▶ Instructions for the task: The answer must be every line from the entries below that contains "None".

Records provided: Begin

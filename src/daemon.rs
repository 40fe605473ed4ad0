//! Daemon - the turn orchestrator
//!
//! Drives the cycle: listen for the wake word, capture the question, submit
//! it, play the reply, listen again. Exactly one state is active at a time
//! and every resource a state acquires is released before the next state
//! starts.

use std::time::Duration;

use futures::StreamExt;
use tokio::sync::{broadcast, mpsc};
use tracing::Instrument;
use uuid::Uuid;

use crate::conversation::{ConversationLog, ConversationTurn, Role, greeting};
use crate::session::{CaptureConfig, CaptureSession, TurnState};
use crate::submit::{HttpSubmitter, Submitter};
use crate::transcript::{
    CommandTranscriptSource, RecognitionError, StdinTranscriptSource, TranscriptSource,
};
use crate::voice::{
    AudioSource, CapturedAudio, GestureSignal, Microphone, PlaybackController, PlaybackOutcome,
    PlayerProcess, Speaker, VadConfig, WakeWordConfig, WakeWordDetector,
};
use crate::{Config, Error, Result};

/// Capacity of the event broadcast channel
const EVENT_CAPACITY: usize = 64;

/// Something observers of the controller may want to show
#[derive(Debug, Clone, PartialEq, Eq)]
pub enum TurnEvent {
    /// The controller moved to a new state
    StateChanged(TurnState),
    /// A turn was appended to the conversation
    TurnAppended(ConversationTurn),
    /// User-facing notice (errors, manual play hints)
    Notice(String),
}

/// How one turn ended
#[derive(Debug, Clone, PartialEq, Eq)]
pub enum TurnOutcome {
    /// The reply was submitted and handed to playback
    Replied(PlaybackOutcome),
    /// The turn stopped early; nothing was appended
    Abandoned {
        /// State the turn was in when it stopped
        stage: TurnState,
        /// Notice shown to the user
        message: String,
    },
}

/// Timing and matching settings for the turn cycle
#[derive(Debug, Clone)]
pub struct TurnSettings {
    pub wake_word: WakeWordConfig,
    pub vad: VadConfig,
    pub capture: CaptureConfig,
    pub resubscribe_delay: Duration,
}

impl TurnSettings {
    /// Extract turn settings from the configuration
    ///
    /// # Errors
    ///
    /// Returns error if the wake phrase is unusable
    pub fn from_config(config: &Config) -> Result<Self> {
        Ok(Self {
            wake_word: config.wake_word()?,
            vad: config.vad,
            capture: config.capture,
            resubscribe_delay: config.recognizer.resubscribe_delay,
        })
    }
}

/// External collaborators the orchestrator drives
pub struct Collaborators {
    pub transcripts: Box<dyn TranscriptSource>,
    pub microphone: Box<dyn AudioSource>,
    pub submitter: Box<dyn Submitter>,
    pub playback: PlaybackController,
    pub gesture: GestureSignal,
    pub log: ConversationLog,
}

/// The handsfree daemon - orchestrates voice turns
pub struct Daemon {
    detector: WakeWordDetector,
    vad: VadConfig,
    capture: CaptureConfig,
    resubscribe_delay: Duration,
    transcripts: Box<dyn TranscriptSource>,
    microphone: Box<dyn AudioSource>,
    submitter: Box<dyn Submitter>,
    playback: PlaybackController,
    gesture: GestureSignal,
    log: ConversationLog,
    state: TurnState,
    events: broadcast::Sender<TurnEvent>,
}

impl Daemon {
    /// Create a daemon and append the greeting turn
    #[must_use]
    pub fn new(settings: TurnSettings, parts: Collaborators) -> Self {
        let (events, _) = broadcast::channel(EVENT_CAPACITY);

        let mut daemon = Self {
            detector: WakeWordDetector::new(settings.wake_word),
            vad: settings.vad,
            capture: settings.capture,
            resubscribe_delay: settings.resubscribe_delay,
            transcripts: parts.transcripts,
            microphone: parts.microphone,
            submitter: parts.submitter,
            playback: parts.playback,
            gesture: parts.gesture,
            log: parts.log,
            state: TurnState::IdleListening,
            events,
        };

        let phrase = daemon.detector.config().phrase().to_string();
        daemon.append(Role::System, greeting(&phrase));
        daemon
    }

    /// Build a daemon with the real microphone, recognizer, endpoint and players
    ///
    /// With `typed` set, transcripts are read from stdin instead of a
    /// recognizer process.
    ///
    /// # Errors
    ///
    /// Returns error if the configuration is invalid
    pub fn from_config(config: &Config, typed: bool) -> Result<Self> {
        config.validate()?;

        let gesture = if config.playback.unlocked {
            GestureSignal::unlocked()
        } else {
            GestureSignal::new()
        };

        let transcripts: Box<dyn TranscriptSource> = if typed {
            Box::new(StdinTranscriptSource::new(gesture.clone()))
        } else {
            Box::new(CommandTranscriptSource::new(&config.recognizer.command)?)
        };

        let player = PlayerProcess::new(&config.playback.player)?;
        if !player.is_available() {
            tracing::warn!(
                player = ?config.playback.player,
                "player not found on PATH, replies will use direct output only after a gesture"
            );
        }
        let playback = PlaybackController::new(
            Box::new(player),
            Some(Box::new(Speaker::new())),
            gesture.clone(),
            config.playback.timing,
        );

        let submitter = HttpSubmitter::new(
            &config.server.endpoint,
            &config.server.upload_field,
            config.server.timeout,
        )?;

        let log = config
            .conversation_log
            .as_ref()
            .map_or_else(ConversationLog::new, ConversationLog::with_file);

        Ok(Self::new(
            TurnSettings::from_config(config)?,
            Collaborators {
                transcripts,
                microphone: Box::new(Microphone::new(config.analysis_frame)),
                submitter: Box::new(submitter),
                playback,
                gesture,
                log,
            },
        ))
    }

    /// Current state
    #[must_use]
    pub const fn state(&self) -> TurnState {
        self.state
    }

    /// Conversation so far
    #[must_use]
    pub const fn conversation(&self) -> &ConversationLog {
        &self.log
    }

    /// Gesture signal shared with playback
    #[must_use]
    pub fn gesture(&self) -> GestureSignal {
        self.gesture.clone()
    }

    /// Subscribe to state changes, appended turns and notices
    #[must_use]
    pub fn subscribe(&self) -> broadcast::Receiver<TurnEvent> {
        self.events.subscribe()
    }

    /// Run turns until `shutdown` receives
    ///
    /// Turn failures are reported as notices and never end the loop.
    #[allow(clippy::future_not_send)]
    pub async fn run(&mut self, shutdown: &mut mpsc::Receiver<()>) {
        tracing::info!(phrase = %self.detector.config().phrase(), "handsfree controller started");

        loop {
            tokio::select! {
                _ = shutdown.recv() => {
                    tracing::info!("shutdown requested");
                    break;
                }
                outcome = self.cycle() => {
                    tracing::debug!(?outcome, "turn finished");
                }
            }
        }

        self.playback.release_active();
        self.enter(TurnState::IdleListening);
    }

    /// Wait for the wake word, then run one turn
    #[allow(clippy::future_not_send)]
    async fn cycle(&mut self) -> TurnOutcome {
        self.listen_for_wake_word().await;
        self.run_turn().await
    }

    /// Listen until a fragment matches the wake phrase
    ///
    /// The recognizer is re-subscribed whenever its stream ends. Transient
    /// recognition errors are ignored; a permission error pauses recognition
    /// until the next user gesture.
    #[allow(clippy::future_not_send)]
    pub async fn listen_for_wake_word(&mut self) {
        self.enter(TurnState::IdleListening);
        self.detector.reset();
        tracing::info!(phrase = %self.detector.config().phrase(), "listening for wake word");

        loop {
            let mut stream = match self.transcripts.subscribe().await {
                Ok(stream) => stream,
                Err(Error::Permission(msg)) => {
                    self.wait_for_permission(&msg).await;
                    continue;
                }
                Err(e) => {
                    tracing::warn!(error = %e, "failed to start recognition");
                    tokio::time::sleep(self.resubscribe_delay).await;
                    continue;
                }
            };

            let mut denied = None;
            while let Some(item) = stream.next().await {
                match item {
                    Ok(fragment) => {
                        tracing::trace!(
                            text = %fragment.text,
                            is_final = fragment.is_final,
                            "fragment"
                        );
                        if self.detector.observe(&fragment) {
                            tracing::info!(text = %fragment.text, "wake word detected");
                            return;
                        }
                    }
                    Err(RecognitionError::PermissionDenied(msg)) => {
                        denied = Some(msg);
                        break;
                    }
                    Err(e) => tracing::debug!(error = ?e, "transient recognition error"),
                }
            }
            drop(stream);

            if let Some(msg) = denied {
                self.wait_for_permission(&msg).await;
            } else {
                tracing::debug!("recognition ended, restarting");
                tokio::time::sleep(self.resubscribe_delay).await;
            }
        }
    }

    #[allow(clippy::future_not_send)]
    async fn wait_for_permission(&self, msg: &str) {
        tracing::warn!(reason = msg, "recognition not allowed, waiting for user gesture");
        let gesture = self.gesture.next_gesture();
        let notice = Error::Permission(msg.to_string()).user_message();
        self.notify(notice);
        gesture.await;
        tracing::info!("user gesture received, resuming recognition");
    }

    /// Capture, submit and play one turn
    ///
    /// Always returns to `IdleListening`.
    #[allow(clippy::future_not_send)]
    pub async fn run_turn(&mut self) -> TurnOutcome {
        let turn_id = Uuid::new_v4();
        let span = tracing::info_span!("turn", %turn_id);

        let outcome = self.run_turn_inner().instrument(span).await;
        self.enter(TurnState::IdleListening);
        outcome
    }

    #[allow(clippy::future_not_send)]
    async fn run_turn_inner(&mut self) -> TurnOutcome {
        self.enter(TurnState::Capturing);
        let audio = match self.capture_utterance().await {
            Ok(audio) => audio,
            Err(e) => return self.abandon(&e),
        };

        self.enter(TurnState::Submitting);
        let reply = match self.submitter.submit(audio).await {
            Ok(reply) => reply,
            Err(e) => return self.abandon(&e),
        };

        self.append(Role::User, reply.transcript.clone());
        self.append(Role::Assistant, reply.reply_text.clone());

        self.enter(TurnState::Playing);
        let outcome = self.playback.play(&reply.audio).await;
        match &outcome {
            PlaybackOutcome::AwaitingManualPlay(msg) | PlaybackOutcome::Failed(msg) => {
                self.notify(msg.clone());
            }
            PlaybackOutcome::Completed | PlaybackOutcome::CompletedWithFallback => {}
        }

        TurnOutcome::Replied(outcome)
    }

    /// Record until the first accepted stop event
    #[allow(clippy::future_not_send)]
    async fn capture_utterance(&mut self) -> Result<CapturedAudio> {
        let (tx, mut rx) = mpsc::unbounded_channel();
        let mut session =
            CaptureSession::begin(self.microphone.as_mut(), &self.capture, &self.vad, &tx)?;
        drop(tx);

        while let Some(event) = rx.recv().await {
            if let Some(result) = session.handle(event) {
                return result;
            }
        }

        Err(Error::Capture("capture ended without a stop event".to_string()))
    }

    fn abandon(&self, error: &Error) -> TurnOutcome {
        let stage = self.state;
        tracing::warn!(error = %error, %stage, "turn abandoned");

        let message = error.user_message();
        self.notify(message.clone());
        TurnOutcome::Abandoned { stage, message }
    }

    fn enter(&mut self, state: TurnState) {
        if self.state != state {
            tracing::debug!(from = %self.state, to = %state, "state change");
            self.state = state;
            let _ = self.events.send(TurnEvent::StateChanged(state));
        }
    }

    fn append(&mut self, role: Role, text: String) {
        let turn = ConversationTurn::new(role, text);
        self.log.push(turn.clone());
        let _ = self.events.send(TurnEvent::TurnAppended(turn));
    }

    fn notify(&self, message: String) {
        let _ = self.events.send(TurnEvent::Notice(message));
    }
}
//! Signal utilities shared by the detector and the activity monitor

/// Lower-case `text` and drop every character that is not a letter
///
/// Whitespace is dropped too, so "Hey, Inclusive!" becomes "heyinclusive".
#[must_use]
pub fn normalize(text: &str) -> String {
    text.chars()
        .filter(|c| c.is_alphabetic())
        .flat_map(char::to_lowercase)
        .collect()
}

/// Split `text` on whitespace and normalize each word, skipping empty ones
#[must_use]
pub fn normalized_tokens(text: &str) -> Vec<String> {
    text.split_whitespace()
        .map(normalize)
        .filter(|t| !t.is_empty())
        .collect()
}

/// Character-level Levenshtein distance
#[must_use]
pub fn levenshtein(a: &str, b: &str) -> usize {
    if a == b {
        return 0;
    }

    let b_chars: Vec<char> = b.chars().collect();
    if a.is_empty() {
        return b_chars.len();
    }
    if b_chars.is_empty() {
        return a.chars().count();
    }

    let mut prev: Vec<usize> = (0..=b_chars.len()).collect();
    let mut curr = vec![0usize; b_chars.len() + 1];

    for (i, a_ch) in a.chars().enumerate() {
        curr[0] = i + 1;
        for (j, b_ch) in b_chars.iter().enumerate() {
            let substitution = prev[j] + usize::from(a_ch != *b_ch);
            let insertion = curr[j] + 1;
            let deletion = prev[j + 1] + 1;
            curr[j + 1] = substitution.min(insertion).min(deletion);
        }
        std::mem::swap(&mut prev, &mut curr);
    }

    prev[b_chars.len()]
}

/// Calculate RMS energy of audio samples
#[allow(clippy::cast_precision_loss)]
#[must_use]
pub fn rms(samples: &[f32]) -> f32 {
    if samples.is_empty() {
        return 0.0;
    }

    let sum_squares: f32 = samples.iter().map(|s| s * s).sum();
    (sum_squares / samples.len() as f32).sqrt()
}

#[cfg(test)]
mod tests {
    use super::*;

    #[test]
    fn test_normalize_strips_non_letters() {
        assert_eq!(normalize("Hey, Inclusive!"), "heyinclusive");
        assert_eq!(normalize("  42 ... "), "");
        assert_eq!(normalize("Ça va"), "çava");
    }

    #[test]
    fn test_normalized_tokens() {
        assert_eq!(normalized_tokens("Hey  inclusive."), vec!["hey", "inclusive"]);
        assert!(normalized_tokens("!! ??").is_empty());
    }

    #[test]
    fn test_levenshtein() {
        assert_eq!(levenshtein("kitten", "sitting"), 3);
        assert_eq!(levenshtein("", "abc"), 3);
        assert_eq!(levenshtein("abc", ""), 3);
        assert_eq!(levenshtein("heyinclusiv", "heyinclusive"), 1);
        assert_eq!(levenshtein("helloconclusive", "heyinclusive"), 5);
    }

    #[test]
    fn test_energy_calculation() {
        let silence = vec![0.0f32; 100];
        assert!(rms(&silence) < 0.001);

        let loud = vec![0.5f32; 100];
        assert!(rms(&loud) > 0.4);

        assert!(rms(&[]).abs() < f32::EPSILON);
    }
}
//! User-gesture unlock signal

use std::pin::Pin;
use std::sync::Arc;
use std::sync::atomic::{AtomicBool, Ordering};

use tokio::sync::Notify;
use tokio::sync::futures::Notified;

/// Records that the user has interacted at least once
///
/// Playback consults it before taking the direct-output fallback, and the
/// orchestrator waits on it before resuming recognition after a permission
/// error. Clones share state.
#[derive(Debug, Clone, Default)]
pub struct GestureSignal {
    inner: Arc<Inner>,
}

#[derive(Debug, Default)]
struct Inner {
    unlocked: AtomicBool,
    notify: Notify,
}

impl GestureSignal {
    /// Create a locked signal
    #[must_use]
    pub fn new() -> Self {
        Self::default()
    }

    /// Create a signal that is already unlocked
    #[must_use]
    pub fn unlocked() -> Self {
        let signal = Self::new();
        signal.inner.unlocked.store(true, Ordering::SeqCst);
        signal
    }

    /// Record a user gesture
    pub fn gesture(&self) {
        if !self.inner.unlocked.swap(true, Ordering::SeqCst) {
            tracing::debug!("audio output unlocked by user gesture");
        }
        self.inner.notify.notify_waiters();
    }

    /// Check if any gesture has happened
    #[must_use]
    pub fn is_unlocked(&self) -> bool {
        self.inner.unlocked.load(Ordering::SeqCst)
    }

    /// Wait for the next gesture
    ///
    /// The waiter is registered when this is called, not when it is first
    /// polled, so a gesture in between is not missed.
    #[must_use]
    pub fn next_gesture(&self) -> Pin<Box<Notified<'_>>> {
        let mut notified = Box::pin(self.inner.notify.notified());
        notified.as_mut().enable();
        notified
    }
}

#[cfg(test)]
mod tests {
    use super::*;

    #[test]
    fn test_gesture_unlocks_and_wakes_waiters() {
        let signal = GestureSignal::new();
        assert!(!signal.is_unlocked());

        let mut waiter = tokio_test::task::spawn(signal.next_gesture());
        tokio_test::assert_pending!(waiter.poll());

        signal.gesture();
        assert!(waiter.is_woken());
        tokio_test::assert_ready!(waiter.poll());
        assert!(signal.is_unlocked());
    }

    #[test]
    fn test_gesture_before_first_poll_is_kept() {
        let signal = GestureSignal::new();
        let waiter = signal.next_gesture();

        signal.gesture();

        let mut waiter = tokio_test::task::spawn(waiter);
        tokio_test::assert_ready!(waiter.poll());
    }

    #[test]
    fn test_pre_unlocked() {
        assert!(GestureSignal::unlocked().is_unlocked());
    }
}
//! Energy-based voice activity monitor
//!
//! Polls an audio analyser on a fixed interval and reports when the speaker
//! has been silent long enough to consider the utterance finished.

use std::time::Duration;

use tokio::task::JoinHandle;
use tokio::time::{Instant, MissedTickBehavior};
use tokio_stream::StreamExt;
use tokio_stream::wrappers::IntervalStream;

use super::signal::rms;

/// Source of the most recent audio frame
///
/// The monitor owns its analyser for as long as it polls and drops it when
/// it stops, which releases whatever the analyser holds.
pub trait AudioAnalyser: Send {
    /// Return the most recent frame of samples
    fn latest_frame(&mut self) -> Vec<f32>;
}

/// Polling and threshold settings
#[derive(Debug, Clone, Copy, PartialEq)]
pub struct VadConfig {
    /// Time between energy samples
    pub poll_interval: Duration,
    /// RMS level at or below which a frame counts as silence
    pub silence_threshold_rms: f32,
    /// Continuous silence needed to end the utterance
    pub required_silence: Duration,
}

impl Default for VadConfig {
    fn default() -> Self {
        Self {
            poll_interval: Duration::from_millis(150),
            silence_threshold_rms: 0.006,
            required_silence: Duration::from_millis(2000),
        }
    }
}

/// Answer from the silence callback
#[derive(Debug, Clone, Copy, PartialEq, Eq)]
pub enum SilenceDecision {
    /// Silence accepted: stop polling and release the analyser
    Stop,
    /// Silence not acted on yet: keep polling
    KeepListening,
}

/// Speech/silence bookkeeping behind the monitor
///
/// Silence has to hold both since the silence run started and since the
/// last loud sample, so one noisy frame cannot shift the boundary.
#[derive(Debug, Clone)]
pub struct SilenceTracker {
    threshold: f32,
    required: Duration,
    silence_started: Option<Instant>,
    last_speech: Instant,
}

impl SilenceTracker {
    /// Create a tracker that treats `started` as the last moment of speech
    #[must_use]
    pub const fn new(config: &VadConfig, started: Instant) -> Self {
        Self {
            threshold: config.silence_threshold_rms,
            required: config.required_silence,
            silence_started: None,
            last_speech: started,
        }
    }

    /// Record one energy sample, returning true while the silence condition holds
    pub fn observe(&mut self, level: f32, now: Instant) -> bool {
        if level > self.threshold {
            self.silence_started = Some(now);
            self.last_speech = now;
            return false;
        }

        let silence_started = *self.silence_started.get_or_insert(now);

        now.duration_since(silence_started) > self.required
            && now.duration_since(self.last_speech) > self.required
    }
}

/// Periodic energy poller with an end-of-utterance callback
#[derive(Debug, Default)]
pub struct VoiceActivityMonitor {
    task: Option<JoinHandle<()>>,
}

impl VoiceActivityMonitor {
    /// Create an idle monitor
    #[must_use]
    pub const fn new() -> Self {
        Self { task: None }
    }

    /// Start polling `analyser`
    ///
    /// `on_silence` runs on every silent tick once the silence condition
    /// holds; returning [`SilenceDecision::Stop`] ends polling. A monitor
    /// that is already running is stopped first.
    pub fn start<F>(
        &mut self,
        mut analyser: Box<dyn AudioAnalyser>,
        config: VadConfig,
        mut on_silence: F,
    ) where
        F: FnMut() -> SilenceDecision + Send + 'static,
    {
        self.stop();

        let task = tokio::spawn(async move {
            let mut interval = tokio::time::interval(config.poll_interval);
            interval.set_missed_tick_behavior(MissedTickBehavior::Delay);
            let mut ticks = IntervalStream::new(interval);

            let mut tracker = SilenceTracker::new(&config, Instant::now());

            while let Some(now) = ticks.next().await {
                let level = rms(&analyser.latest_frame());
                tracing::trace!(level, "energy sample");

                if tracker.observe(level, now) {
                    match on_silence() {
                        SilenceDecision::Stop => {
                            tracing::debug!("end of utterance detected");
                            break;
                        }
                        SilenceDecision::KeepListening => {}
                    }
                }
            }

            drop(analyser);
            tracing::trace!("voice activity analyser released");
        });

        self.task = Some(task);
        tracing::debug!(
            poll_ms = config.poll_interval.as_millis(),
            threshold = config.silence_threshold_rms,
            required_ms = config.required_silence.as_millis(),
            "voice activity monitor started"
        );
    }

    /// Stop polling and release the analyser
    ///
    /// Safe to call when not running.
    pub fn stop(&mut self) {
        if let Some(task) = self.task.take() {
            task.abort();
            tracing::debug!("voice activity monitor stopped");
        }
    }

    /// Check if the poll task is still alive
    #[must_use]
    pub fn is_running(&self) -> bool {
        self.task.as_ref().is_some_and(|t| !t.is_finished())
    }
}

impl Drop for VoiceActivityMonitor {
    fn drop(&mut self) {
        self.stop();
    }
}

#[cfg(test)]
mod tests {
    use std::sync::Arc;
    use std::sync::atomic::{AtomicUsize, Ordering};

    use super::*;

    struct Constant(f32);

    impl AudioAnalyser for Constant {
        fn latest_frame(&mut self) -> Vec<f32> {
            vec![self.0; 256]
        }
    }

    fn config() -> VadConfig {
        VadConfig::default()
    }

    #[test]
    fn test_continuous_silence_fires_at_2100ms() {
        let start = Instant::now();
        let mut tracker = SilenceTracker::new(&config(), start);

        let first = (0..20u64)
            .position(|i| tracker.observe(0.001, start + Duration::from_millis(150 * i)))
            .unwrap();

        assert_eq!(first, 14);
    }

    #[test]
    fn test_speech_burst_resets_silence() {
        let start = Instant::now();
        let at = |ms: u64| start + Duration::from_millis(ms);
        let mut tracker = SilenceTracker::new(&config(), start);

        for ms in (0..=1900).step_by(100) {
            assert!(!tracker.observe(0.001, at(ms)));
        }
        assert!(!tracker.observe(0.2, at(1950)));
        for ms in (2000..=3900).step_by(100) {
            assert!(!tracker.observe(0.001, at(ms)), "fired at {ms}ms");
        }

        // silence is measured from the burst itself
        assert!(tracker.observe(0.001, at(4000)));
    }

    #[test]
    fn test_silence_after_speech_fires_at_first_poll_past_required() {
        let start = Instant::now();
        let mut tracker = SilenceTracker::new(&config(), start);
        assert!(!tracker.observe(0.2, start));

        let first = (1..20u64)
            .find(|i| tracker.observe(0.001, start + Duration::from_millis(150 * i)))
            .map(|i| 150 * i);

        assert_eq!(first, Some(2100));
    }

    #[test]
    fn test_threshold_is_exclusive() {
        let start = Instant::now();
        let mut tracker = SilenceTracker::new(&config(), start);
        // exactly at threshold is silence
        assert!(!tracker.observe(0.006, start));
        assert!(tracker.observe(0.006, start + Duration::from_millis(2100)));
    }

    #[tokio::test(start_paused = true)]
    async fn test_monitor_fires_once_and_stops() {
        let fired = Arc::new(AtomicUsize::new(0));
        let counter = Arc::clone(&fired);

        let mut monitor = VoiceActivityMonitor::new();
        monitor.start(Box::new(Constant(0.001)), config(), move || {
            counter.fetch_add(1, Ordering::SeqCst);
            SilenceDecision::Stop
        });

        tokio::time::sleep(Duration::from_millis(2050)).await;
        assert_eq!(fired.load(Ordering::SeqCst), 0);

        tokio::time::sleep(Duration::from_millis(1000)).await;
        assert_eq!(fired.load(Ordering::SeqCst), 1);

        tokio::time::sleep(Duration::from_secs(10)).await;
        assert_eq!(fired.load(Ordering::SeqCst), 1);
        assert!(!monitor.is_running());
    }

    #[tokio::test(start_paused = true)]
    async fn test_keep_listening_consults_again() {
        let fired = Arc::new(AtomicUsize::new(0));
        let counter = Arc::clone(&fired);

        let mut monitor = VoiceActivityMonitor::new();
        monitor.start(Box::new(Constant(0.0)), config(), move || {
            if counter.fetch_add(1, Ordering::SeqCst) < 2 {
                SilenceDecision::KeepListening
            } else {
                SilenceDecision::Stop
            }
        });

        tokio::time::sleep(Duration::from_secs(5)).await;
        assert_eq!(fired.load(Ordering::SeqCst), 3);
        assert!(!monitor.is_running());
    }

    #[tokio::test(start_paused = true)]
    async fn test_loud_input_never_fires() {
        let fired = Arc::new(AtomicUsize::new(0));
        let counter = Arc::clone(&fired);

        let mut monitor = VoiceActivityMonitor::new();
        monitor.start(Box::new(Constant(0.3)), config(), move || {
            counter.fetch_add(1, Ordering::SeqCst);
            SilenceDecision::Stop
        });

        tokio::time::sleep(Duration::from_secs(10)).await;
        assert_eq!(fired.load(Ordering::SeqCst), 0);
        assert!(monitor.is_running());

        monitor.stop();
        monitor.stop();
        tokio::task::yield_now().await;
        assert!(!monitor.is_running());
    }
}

Records provided: End

▶ Response box:
            let mut denied = None;
            silence_started: None,
        Self { task: None }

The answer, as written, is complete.